(Stored items)
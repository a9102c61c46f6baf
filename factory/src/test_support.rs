//! Scripted collaborators for exercising the controller without processes or network.

use std::cell::{Cell, RefCell};
use std::collections::{BTreeMap, VecDeque};
use std::path::{Path, PathBuf};
use std::time::{Duration, Instant};

use anyhow::{Result, anyhow};
use chrono::{TimeZone, Utc};

use crate::core::cancel::{CancelToken, Cancelled};
use crate::core::types::{
    CheckOutcome, CheckSnapshot, CheckState, CreateRequest, CriterionScore, RemoteCheck,
    RequestRef, Score, Verdict,
};
use crate::io::agent::{Agent, ProposeRequest};
use crate::io::checks::{Verifier, VerifyRequest};
use crate::io::clock::Clock;
use crate::io::config::{RunConfig, Verification};
use crate::io::evaluate::Evaluator;
use crate::io::hosting::Hosting;
use crate::io::notify::Notifier;

/// Configuration for scripted runs: three iterations, ten-minute CI wait, 30s polls.
pub fn run_config(workdir: &Path) -> RunConfig {
    RunConfig {
        run_id: "20260101-000000-test-task".to_string(),
        task_title: "Test task".to_string(),
        task_text: "# Test task\n\nMake the widget blue.".to_string(),
        branch: "agent/20260101-000000-test-task".to_string(),
        base_branch: None,
        remote: "origin".to_string(),
        model: "sonnet".to_string(),
        max_iterations: 3,
        max_cost_usd: 1.0,
        ci_timeout: Duration::from_secs(10 * 60),
        skip_ci: false,
        ci_poll_interval: Duration::from_secs(30),
        verification: Verification::Checks(vec!["noop".to_string()]),
        check_timeout: Duration::from_secs(60),
        check_output_limit_bytes: 10_000,
        notify: None,
        workdir: workdir.to_path_buf(),
        run_dir: workdir.join(".factory/runs/20260101-000000-test-task"),
        agent_command: vec!["claude".to_string()],
        agent_timeout: Duration::from_secs(60),
        agent_output_limit_bytes: 10_000,
        evaluator_command: None,
        evaluator_timeout: Duration::from_secs(60),
        started_at: Utc
            .with_ymd_and_hms(2026, 1, 1, 0, 0, 0)
            .single()
            .unwrap_or_else(Utc::now),
    }
}

pub fn remote_check(name: &str, state: CheckState) -> RemoteCheck {
    RemoteCheck {
        name: name.to_string(),
        state,
        link: None,
    }
}

pub fn failed_checks(output: &str) -> CheckOutcome {
    CheckOutcome::Failed {
        captured_output: output.to_string(),
        failed_checks: vec!["unitTest".to_string()],
    }
}

/// One scripted agent invocation.
#[derive(Debug, Clone)]
pub enum AgentStep {
    Succeed,
    Fail(String),
    /// Trip the token, as a Ctrl-C during the agent run would.
    Cancel(CancelToken),
}

/// Agent that replays scripted steps and records every prompt it receives.
#[derive(Default)]
pub struct ScriptedAgent {
    steps: RefCell<VecDeque<AgentStep>>,
    prompts: RefCell<Vec<String>>,
}

impl ScriptedAgent {
    pub fn new(steps: Vec<AgentStep>) -> Self {
        Self {
            steps: RefCell::new(steps.into()),
            prompts: RefCell::new(Vec::new()),
        }
    }

    pub fn calls(&self) -> usize {
        self.prompts.borrow().len()
    }

    pub fn prompts(&self) -> Vec<String> {
        self.prompts.borrow().clone()
    }
}

impl Agent for ScriptedAgent {
    fn propose(&self, request: &ProposeRequest) -> Result<()> {
        self.prompts.borrow_mut().push(request.prompt.clone());
        match self.steps.borrow_mut().pop_front() {
            None | Some(AgentStep::Succeed) => Ok(()),
            Some(AgentStep::Fail(msg)) => Err(anyhow!(msg)),
            Some(AgentStep::Cancel(token)) => {
                token.cancel();
                Err(Cancelled.into())
            }
        }
    }
}

/// Verifier that replays outcomes; passes once the script runs out.
#[derive(Default)]
pub struct ScriptedVerifier {
    outcomes: RefCell<VecDeque<CheckOutcome>>,
    calls: Cell<usize>,
}

impl ScriptedVerifier {
    pub fn new(outcomes: Vec<CheckOutcome>) -> Self {
        Self {
            outcomes: RefCell::new(outcomes.into()),
            calls: Cell::new(0),
        }
    }

    pub fn calls(&self) -> usize {
        self.calls.get()
    }
}

impl Verifier for ScriptedVerifier {
    fn verify(&self, _request: &VerifyRequest) -> Result<CheckOutcome> {
        self.calls.set(self.calls.get() + 1);
        Ok(self
            .outcomes
            .borrow_mut()
            .pop_front()
            .unwrap_or(CheckOutcome::Passed))
    }
}

#[derive(Default)]
struct HostState {
    existing: Option<RequestRef>,
    next_number: u64,
    create_calls: usize,
    push_calls: usize,
    record_calls: usize,
    check_calls: usize,
    push_failures: VecDeque<String>,
    create_failures: VecDeque<String>,
    checks: VecDeque<std::result::Result<Vec<RemoteCheck>, String>>,
    default_checks: Vec<RemoteCheck>,
    run_logs: BTreeMap<u64, String>,
    bodies: Vec<String>,
    pending_changes: usize,
    /// Local commit counter; every recorded change is a new commit.
    head: u64,
    /// Commit the open request reports as its head.
    request_head: u64,
    /// Polls for which the request keeps its old head after each push.
    lag_polls: usize,
    head_lag: usize,
    last_checks: Vec<RemoteCheck>,
}

fn commit_id(n: u64) -> String {
    format!("commit-{n}")
}

/// In-memory hosting service.
///
/// Created requests are remembered, so a second create reports `AlreadyExists`.
/// Check snapshots replay from a script, then repeat the default (no checks).
/// Each recorded change is a new commit; a push moves the request head to it,
/// unless [`FakeHosting::lag_request_head`] holds it back for a few polls.
pub struct FakeHosting {
    state: RefCell<HostState>,
}

impl Default for FakeHosting {
    fn default() -> Self {
        Self::new()
    }
}

impl FakeHosting {
    pub fn new() -> Self {
        Self {
            state: RefCell::new(HostState {
                next_number: 100,
                pending_changes: 1,
                ..HostState::default()
            }),
        }
    }

    pub fn set_existing_request(&self, number: u64) {
        self.state.borrow_mut().existing = Some(RequestRef {
            number,
            url: format!("https://example.test/pull/{number}"),
        });
    }

    pub fn fail_next_push(&self, msg: &str) {
        self.state.borrow_mut().push_failures.push_back(msg.to_string());
    }

    pub fn fail_next_create(&self, msg: &str) {
        self.state
            .borrow_mut()
            .create_failures
            .push_back(msg.to_string());
    }

    pub fn script_checks(&self, snapshots: Vec<std::result::Result<Vec<RemoteCheck>, String>>) {
        self.state.borrow_mut().checks.extend(snapshots);
    }

    pub fn set_default_checks(&self, checks: Vec<RemoteCheck>) {
        self.state.borrow_mut().default_checks = checks;
    }

    pub fn set_run_log(&self, run_id: u64, log: &str) {
        self.state
            .borrow_mut()
            .run_logs
            .insert(run_id, log.to_string());
    }

    /// After every push, keep reporting the previous head (and its checks) for `polls` queries.
    pub fn lag_request_head(&self, polls: usize) {
        self.state.borrow_mut().lag_polls = polls;
    }

    pub fn set_pending_changes(&self, count: usize) {
        self.state.borrow_mut().pending_changes = count;
    }

    pub fn create_calls(&self) -> usize {
        self.state.borrow().create_calls
    }

    pub fn push_calls(&self) -> usize {
        self.state.borrow().push_calls
    }

    pub fn record_calls(&self) -> usize {
        self.state.borrow().record_calls
    }

    pub fn check_calls(&self) -> usize {
        self.state.borrow().check_calls
    }

    pub fn bodies(&self) -> Vec<String> {
        self.state.borrow().bodies.clone()
    }
}

impl Hosting for FakeHosting {
    fn ensure_branch(&self, _branch: &str) -> Result<()> {
        Ok(())
    }

    fn record_change(&self, _message: &str) -> Result<bool> {
        let mut state = self.state.borrow_mut();
        state.record_calls += 1;
        state.head += 1;
        Ok(true)
    }

    fn pending_changes(&self) -> Result<usize> {
        Ok(self.state.borrow().pending_changes)
    }

    fn push(&self, _branch: &str) -> Result<()> {
        let mut state = self.state.borrow_mut();
        state.push_calls += 1;
        if let Some(msg) = state.push_failures.pop_front() {
            return Err(anyhow!(msg));
        }
        if state.lag_polls > 0 {
            state.head_lag = state.lag_polls;
        } else {
            state.request_head = state.head;
        }
        Ok(())
    }

    fn head_commit(&self) -> Result<String> {
        Ok(commit_id(self.state.borrow().head))
    }

    fn create_request(&self, _branch: &str, _title: &str, _body: &str) -> Result<CreateRequest> {
        let mut state = self.state.borrow_mut();
        state.create_calls += 1;
        if let Some(msg) = state.create_failures.pop_front() {
            return Err(anyhow!(msg));
        }
        if state.existing.is_some() {
            return Ok(CreateRequest::AlreadyExists);
        }
        let number = state.next_number;
        state.next_number += 1;
        let created = RequestRef {
            number,
            url: format!("https://example.test/pull/{number}"),
        };
        state.existing = Some(created.clone());
        Ok(CreateRequest::Created(created))
    }

    fn get_request(&self, _branch: &str) -> Result<Option<RequestRef>> {
        Ok(self.state.borrow().existing.clone())
    }

    fn update_request_body(&self, _number: u64, body: &str) -> Result<()> {
        self.state.borrow_mut().bodies.push(body.to_string());
        Ok(())
    }

    fn check_states(&self, _branch: &str) -> Result<CheckSnapshot> {
        let mut state = self.state.borrow_mut();
        state.check_calls += 1;
        if state.head_lag > 0 {
            state.head_lag -= 1;
            let stale = CheckSnapshot {
                head: commit_id(state.request_head),
                checks: state.last_checks.clone(),
            };
            if state.head_lag == 0 {
                state.request_head = state.head;
            }
            return Ok(stale);
        }
        let checks = match state.checks.pop_front() {
            Some(Ok(checks)) => checks,
            Some(Err(msg)) => return Err(anyhow!(msg)),
            None => state.default_checks.clone(),
        };
        state.last_checks = checks.clone();
        Ok(CheckSnapshot {
            head: commit_id(state.request_head),
            checks,
        })
    }

    fn failed_run_log(&self, run_id: u64) -> Result<String> {
        self.state
            .borrow()
            .run_logs
            .get(&run_id)
            .cloned()
            .ok_or_else(|| anyhow!("run {run_id} has no log"))
    }
}

/// Virtual clock: `sleep` advances time instantly.
pub struct ManualClock {
    base: Instant,
    elapsed: Cell<Duration>,
    cancel_at: RefCell<Option<(Duration, CancelToken)>>,
}

impl Default for ManualClock {
    fn default() -> Self {
        Self::new()
    }
}

impl ManualClock {
    pub fn new() -> Self {
        Self {
            base: Instant::now(),
            elapsed: Cell::new(Duration::ZERO),
            cancel_at: RefCell::new(None),
        }
    }

    pub fn elapsed(&self) -> Duration {
        self.elapsed.get()
    }

    /// Trip `token` once virtual time reaches `at`.
    pub fn cancel_after(&self, at: Duration, token: CancelToken) {
        *self.cancel_at.borrow_mut() = Some((at, token));
    }
}

impl Clock for ManualClock {
    fn now(&self) -> Instant {
        self.base + self.elapsed.get()
    }

    fn sleep(&self, duration: Duration, cancel: &CancelToken) -> Result<()> {
        cancel.check()?;
        self.elapsed.set(self.elapsed.get() + duration);
        if let Some((at, token)) = self.cancel_at.borrow().as_ref()
            && self.elapsed.get() >= *at
        {
            token.cancel();
        }
        Ok(())
    }
}

/// Notifier that keeps every message.
#[derive(Default)]
pub struct RecordingNotifier {
    messages: RefCell<Vec<String>>,
    fail: bool,
}

impl RecordingNotifier {
    pub fn new() -> Self {
        Self::default()
    }

    /// Records messages but reports every send as failed.
    pub fn failing() -> Self {
        Self {
            messages: RefCell::new(Vec::new()),
            fail: true,
        }
    }

    pub fn messages(&self) -> Vec<String> {
        self.messages.borrow().clone()
    }
}

impl Notifier for RecordingNotifier {
    fn send(&self, message: &str) -> Result<()> {
        self.messages.borrow_mut().push(message.to_string());
        if self.fail {
            return Err(anyhow!("notification channel unavailable"));
        }
        Ok(())
    }
}

/// Evaluator returning a fixed score, or an error when built with `failing`.
pub struct FixedEvaluator {
    score: Option<Score>,
    calls: RefCell<Vec<PathBuf>>,
}

impl FixedEvaluator {
    pub fn passing(overall: f64) -> Self {
        let mut criteria = BTreeMap::new();
        criteria.insert(
            "build_passes".to_string(),
            CriterionScore {
                score: 1.0,
                reason: "CI green".to_string(),
            },
        );
        Self {
            score: Some(Score {
                run_id: None,
                verdict: Verdict::from_overall(overall),
                overall_score: overall,
                criteria,
                scorer: Some("fixed".to_string()),
            }),
            calls: RefCell::new(Vec::new()),
        }
    }

    pub fn failing() -> Self {
        Self {
            score: None,
            calls: RefCell::new(Vec::new()),
        }
    }

    pub fn calls(&self) -> Vec<PathBuf> {
        self.calls.borrow().clone()
    }
}

impl Evaluator for FixedEvaluator {
    fn score(&self, run_dir: &Path) -> Result<Score> {
        self.calls.borrow_mut().push(run_dir.to_path_buf());
        self.score
            .clone()
            .ok_or_else(|| anyhow!("scorer crashed"))
    }
}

● **ACTIVITY**:
Would you report every line of the entries above containing the word "steps"?

● **SOLUTION TO THIS TASK**:
/// Agent that replays scripted steps and records every prompt it receives.
    steps: RefCell<VecDeque<AgentStep>>,
    pub fn new(steps: Vec<AgentStep>) -> Self {
            steps: RefCell::new(steps.into()),
        match self.steps.borrow_mut().pop_front() {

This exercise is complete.